(Dataset items)
-------------------------

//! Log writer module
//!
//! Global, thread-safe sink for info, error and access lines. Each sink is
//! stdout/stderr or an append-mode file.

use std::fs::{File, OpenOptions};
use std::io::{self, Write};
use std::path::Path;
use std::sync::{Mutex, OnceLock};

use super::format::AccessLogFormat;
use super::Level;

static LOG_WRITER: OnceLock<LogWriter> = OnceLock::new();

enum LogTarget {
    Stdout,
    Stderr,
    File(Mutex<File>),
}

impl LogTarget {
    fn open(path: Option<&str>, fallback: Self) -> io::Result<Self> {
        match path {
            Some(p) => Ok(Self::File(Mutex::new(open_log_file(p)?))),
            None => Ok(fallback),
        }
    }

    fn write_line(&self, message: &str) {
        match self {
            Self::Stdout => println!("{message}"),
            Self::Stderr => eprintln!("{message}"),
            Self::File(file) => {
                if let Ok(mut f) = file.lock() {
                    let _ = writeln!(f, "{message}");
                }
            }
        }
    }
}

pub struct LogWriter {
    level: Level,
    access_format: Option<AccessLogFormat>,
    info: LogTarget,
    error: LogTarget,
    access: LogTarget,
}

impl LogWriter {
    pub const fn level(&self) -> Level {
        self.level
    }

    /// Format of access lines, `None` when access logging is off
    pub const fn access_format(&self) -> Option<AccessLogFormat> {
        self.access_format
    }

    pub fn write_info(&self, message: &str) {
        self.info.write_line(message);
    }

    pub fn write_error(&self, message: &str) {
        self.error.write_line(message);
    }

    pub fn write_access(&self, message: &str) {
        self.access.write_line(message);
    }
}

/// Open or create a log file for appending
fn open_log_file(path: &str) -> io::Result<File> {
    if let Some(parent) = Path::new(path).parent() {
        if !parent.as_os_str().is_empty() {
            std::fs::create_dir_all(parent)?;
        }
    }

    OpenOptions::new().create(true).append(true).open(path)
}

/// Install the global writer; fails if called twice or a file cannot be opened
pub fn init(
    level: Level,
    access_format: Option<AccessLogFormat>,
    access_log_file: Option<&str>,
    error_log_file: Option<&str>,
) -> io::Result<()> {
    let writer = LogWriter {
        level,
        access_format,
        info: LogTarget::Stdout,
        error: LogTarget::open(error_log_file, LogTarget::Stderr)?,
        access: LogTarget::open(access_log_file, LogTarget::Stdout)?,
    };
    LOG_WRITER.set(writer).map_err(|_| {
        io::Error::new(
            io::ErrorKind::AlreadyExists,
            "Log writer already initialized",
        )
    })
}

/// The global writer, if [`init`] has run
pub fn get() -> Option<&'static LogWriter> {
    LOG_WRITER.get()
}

-------------------------

The expected answer is every line in the data above that carries the string "static".

static LOG_WRITER: OnceLock<LogWriter> = OnceLock::new();
pub fn get() -> Option<&'static LogWriter> {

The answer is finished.